SVOD Wars Updates: April is coming: And no, I’m not referring to the premier of Game of Thrones, but rather the launch of Disney Streaming service which appears to be having every major media company in a scramble to acquire as many assets as possible:
  1.  Amazon spent $47 Million at Sundance for the rights of five different films.
  2. Disney ended its partnership with Netflix, canceling their Defenders series of shows. (The Motley Fool says now is the time to buy.)
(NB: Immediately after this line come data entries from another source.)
impl Catalog {
    pub fn new(store: Arc<dyn SheetStore>) -> Self {
        Self {
            store,
            writes: Mutex::new(()),
        }
    }

    /// Current typed snapshot.
    pub async fn garden(&self) -> CatalogResult<Garden> {
        let workbook = self.store.read_workbook().await?;
        Ok(Garden::from_workbook(&workbook))
    }

    /// Plants whose name or description contains `search`, in sheet order.
    pub async fn list_plants(&self, search: Option<&str>) -> CatalogResult<Vec<Plant>> {
        let garden = self.garden().await?;
        let needle = search.map(|s| s.trim().to_lowercase()).filter(|s| !s.is_empty());
        Ok(match needle {
            Some(needle) => garden
                .plants
                .into_iter()
                .filter(|p| {
                    p.plant_name.to_lowercase().contains(&needle)
                        || p.description.to_lowercase().contains(&needle)
                })
                .collect(),
            None => garden.plants,
        })
    }

    pub async fn create_plant(&self, input: PlantInput) -> CatalogResult<Plant> {
        let _guard = self.writes.lock().await;
        let workbook = self.store.read_workbook().await?;
        let garden = Garden::from_workbook(&workbook);

        let name = required(input.plant_name.as_deref(), "plant_name")?;
        if garden.plants.iter().any(|p| p.has_name(&name)) {
            return Err(CatalogError::Duplicate(name));
        }

        let mut plant = Plant {
            plant_id: next_id(garden.plants.iter().map(|p| p.plant_id.as_str()))?,
            plant_name: name,
            last_updated: timestamp(),
            ..Default::default()
        };
        apply_plant(&mut plant, input);

        self.append(&workbook, &plant).await?;
        tracing::info!(plant_id = %plant.plant_id, plant_name = %plant.plant_name, "Plant created");
        Ok(plant)
    }

    /// Update the plant found by ID or name.
    pub async fn update_plant(&self, key: &str, input: PlantInput) -> CatalogResult<Plant> {
        let _guard = self.writes.lock().await;
        let workbook = self.store.read_workbook().await?;
        let garden = Garden::from_workbook(&workbook);

        let mut plant = garden
            .find_plant(key)
            .cloned()
            .ok_or_else(|| not_found(Table::Plants, key))?;

        if let Some(name) = input.plant_name.as_deref() {
            let name = required(Some(name), "plant_name")?;
            let taken = garden
                .plants
                .iter()
                .any(|p| p.plant_id != plant.plant_id && p.has_name(&name));
            if taken {
                return Err(CatalogError::Duplicate(name));
            }
        }

        apply_plant(&mut plant, input);
        plant.last_updated = timestamp();

        self.replace(&workbook, &plant).await?;
        tracing::info!(plant_id = %plant.plant_id, "Plant updated");
        Ok(plant)
    }

    pub async fn create_location(&self, input: LocationInput) -> CatalogResult<Location> {
        let _guard = self.writes.lock().await;
        let workbook = self.store.read_workbook().await?;
        let garden = Garden::from_workbook(&workbook);

        let name = required(input.location_name.as_deref(), "location_name")?;
        let mut location = Location {
            location_id: next_id(garden.locations.iter().map(|l| l.location_id.as_str()))?,
            location_name: name,
            ..Default::default()
        };
        apply_location(&mut location, input)?;

        self.append(&workbook, &location).await?;
        tracing::info!(location_id = %location.location_id, "Location created");
        Ok(location)
    }

    pub async fn update_location(&self, id: &str, input: LocationInput) -> CatalogResult<Location> {
        let _guard = self.writes.lock().await;
        let workbook = self.store.read_workbook().await?;
        let garden = Garden::from_workbook(&workbook);

        let mut location = garden
            .location(id)
            .cloned()
            .ok_or_else(|| not_found(Table::Locations, id))?;
        if let Some(name) = input.location_name.as_deref() {
            required(Some(name), "location_name")?;
        }
        apply_location(&mut location, input)?;

        self.replace(&workbook, &location).await?;
        tracing::info!(location_id = %location.location_id, "Location updated");
        Ok(location)
    }

    pub async fn create_container(&self, input: ContainerInput) -> CatalogResult<Container> {
        let _guard = self.writes.lock().await;
        let workbook = self.store.read_workbook().await?;
        let garden = Garden::from_workbook(&workbook);

        let mut container = Container {
            container_id: next_id(garden.containers.iter().map(|c| c.container_id.as_str()))?,
            plant_id: required(input.plant_id.as_deref(), "plant_id")?,
            location_id: required(input.location_id.as_deref(), "location_id")?,
            ..Default::default()
        };
        apply_container(&mut container, input);

        self.append(&workbook, &container).await?;
        tracing::info!(container_id = %container.container_id, "Container created");
        Ok(container)
    }

    pub async fn update_container(&self, id: &str, input: ContainerInput) -> CatalogResult<Container> {
        let _guard = self.writes.lock().await;
        let workbook = self.store.read_workbook().await?;
        let garden = Garden::from_workbook(&workbook);

        let mut container = garden
            .container(id)
            .cloned()
            .ok_or_else(|| not_found(Table::Containers, id))?;
        for (value, field) in [(&input.plant_id, "plant_id"), (&input.location_id, "location_id")] {
            if let Some(value) = value.as_deref() {
                required(Some(value), field)?;
            }
        }
        apply_container(&mut container, input);

        self.replace(&workbook, &container).await?;
        tracing::info!(container_id = %container.container_id, "Container updated");
        Ok(container)
    }

    async fn append<R: Record>(&self, workbook: &Workbook, record: &R) -> CatalogResult<()> {
        let columns = ColumnMap::new(R::TABLE, &workbook.sheet(R::TABLE).header);
        let row = columns.encode(record, Vec::new());
        self.store.append_row(R::TABLE, row).await?;
        Ok(())
    }

    async fn replace<R: Record>(&self, workbook: &Workbook, record: &R) -> CatalogResult<()> {
        let sheet = workbook.sheet(R::TABLE);
        let columns = ColumnMap::new(R::TABLE, &sheet.header);
        let id_field = R::TABLE.fields()[0].name;
        let index = sheet
            .rows
            .iter()
            .position(|row| columns.cell(row, id_field) == record.id())
            .ok_or_else(|| not_found(R::TABLE, record.id()))?;

        let row = columns.encode(record, sheet.rows[index].clone());
        self.store.update_row(R::TABLE, index, row).await?;
        Ok(())
    }
}

fn not_found(table: Table, key: &str) -> CatalogError {
    CatalogError::NotFound {
        table,
        key: key.to_string(),
    }
}

fn required(value: Option<&str>, field: &str) -> CatalogResult<String> {
    match value.map(str::trim) {
        Some(v) if !v.is_empty() => Ok(v.to_string()),
        _ => Err(CatalogError::Invalid(format!("{} is required", field))),
    }
}

/// One past the largest numeric ID; non-numeric IDs are ignored.
fn next_id<'a>(ids: impl Iterator<Item = &'a str>) -> CatalogResult<String> {
    let max = ids.filter_map(|id| id.trim().parse::<u64>().ok()).max().unwrap_or(0);
    max.checked_add(1)
        .map(|id| id.to_string())
        .ok_or_else(|| CatalogError::Invalid(format!("no ID left after {}", max)))
}

fn timestamp() -> String {
    chrono::Local::now().format("%Y-%m-%d %H:%M:%S").to_string()
}

fn trimmed(value: String) -> String {
    value.trim().to_string()
}

fn apply_plant(plant: &mut Plant, input: PlantInput) {
    if let Some(v) = input.plant_name {
        plant.plant_name = trimmed(v);
    }
    if let Some(v) = input.description {
        plant.description = trimmed(v);
    }
    if let Some(v) = input.location_ids {
        plant.location_ids = v.into_iter().map(trimmed).filter(|s| !s.is_empty()).collect();
    }
    if let Some(v) = input.light_requirements {
        plant.light_requirements = trimmed(v);
    }
    if let Some(v) = input.watering_needs {
        plant.watering_needs = trimmed(v);
    }
    if let Some(v) = input.care_notes {
        plant.care_notes = trimmed(v);
    }
    if let Some(v) = input.photo_url {
        plant.photo_url = trimmed(v);
    }
}

fn apply_location(location: &mut Location, input: LocationInput) -> CatalogResult<()> {
    let hours = [
        ("morning_sun_hours", input.morning_sun_hours),
        ("afternoon_sun_hours", input.afternoon_sun_hours),
        ("evening_sun_hours", input.evening_sun_hours),
        ("total_sun_hours", input.total_sun_hours),
    ];
    for (field, value) in hours {
        if let Some(v) = value {
            if !(0.0..=24.0).contains(&v) {
                return Err(CatalogError::Invalid(format!(
                    "{} must be between 0 and 24",
                    field
                )));
            }
        }
    }

    let windows_changed = input.morning_sun_hours.is_some()
        || input.afternoon_sun_hours.is_some()
        || input.evening_sun_hours.is_some();

    if let Some(v) = input.location_name {
        location.location_name = trimmed(v);
    }
    if input.morning_sun_hours.is_some() {
        location.morning_sun_hours = input.morning_sun_hours;
    }
    if input.afternoon_sun_hours.is_some() {
        location.afternoon_sun_hours = input.afternoon_sun_hours;
    }
    if input.evening_sun_hours.is_some() {
        location.evening_sun_hours = input.evening_sun_hours;
    }
    match input.total_sun_hours {
        Some(total) => location.total_sun_hours = Some(total),
        None if windows_changed => {
            location.total_sun_hours = None;
            location.derive_total();
        }
        None => location.derive_total(),
    }
    if let Some(v) = input.microclimate_conditions {
        location.microclimate_conditions = trimmed(v);
    }
    Ok(())
}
  3. Hulu finds itself in a increasingly more complicated place with Disney now owning 60% of Hulu’s shares after the Fox Acquisition and the launch of Disney+ in April.
New Media

This Kevin Kelly article on AR and the Mirror World in Wired has been making the rounds, but just in case you missed it, and want to know more about where AR is going, it's worth a read. Kelly has a great way of pulling together disparate threads of exploration and summarizing their future directions in a way that makes you say "yup, of course that will happen." And most of it will, but thanks to advertising, with a much more dystopian flare than he tends to foresee.
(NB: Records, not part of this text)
//! HTTP server setup and configuration.
//!
//! # Responsibilities
//! - Create Axum Router with all API handlers
//! - Wire up middleware (request ID, tracing, timeout, body limit, rate limit)
//! - Record per-route request metrics
//! - Serve until the shutdown signal fires

use axum::{
    body::Body,
    extract::{DefaultBodyLimit, MatchedPath},
    http::{Request, StatusCode},
    middleware::{self, Next},
    response::{IntoResponse, Response},
    Router,
};
use std::net::SocketAddr;
use std::sync::Arc;
use std::time::{Duration, Instant};
use tokio::net::TcpListener;
use tokio::sync::broadcast;
use tower::ServiceBuilder;
use tower_http::{
    request_id::{MakeRequestUuid, PropagateRequestIdLayer, SetRequestIdLayer},
    timeout::TimeoutLayer,
    trace::TraceLayer,
};

use crate::api::setup_api_router;
use crate::config::{GardenConfig, QueryConfig};
use crate::garden::Catalog;
use crate::http::ApiError;
use crate::observability::{metrics, tracing::request_span};
use crate::security::{rate_limit_middleware, RateLimiterState};

/// Application state injected into handlers.
#[derive(Clone)]
pub struct AppState {
    pub catalog: Arc<Catalog>,
    pub query: QueryConfig,
    pub max_body_bytes: usize,
}

/// HTTP server for the garden API.
pub struct HttpServer {
    router: Router,
    config: GardenConfig,
}

impl HttpServer {
    /// Create a new HTTP server over `catalog`.
    pub fn new(config: GardenConfig, catalog: Arc<Catalog>) -> Self {
        let state = AppState {
            catalog,
            query: config.query.clone(),
            max_body_bytes: config.limits.max_body_bytes,
        };
        let router = Self::build_router(&config, state);
        Self { router, config }
    }

    /// Build the Axum router with all middleware layers.
    #[allow(deprecated)]
    fn build_router(config: &GardenConfig, state: AppState) -> Router {
        let mut router = setup_api_router(state);

        if config.rate_limit.enabled {
            let limiter = Arc::new(RateLimiterState::new(&config.rate_limit));
            router = router.layer(middleware::from_fn_with_state(limiter, rate_limit_middleware));
        }

        router
            .layer(middleware::from_fn(track_metrics))
            .layer(DefaultBodyLimit::max(config.limits.max_body_bytes))
            .layer(
                ServiceBuilder::new()
                    .layer(SetRequestIdLayer::x_request_id(MakeRequestUuid))
                    .layer(PropagateRequestIdLayer::x_request_id())
                    .layer(TraceLayer::new_for_http().make_span_with(request_span))
                    .layer(middleware::from_fn(timeout_as_json))
                    .layer(TimeoutLayer::new(Duration::from_secs(config.timeouts.request_secs))),
            )
    }

    /// Run the server, accepting connections on the given listener until
    /// `shutdown` fires.
    pub async fn run(
        self,
        listener: TcpListener,
        mut shutdown: broadcast::Receiver<()>,
    ) -> Result<(), std::io::Error> {
        let addr = listener.local_addr()?;
        tracing::info!(
            address = %addr,
            rate_limit = self.config.rate_limit.enabled,
            "HTTP server starting"
        );

        let app = self.router.into_make_service_with_connect_info::<SocketAddr>();

        axum::serve(listener, app)
            .with_graceful_shutdown(async move {
                let _ = shutdown.recv().await;
                tracing::info!("Shutdown signal received");
            })
            .await?;

        tracing::info!("HTTP server stopped");
        Ok(())
    }

    /// Get a reference to the config.
    pub fn config(&self) -> &GardenConfig {
        &self.config
    }
}

/// Replace the timeout layer's empty 408 with the JSON error body.
async fn timeout_as_json(request: Request<Body>, next: Next) -> Response {
    let response = next.run(request).await;
    if response.status() == StatusCode::REQUEST_TIMEOUT {
        tracing::warn!("Request timed out");
        return ApiError::Timeout.into_response();
    }
    response
}

/// Count and time every request by matched route.
async fn track_metrics(request: Request<Body>, next: Next) -> Response {
    let start = Instant::now();
    let method = request.method().to_string();
    let route = request
        .extensions()
        .get::<MatchedPath>()
        .map(|p| p.as_str().to_string())
        .unwrap_or_else(|| "unmatched".to_string());

    let response = next.run(request).await;
    metrics::record_request(&method, &route, response.status().as_u16(), start);
    response
}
Attention economics: Another reminder that Fortnite is not the main problem facing the games industry, but rather unreasonable performance expectations for new media and competition over the dwindling time of consumers . This is true for gaming and films - you have a lot more competition, which means your “game”must be stepped up.
Branded Content
MediaPost argues for better metrics on ROI by tying branded to shoppable content.  While I agree we need better measurement tools and think linking branded content is one way to measure success, I’d disagree that it should be a goal for most branded content - usually the most direct connections to sales make for the worst films. Sometimes branded content should be about building the brand, not just measuring sales. But unless we come up with good metrics, this might be the only one we have.
Whatever happened to the Denominator? Asked no one ever until  Kalev Leetaru in Forbes. But while his analysis is of Twitter and his methods are wonkish, he’s right that too often “we have traded more data for less understanding of what is in that data.” Or we’re obsessed with data instead of information… that we can actually use. Worth a read for you data nerds out there.
Peter Berg is launching a branded content division to his production company, Film 47, and I think it’s the model for anyone trying to build a sustainable production company business:
“It just occurred to us that we like the idea of trying to be a small, multifaceted media company that could make the film about an oil rig in Texas that blew up [Deepwater Horizon], and then make a documentary on the environmental cleanup, and everything in between,” Berg continues. “That aimed us at having our own production company/creative agency where we talk directly with clients or work directly with ad agencies, and help take on a more thorough or comprehensive role than a traditional production company.”
Folio magazine demonstrates the need for publishers to have their own Branded Content and it’s a good summary of who is doing what right now.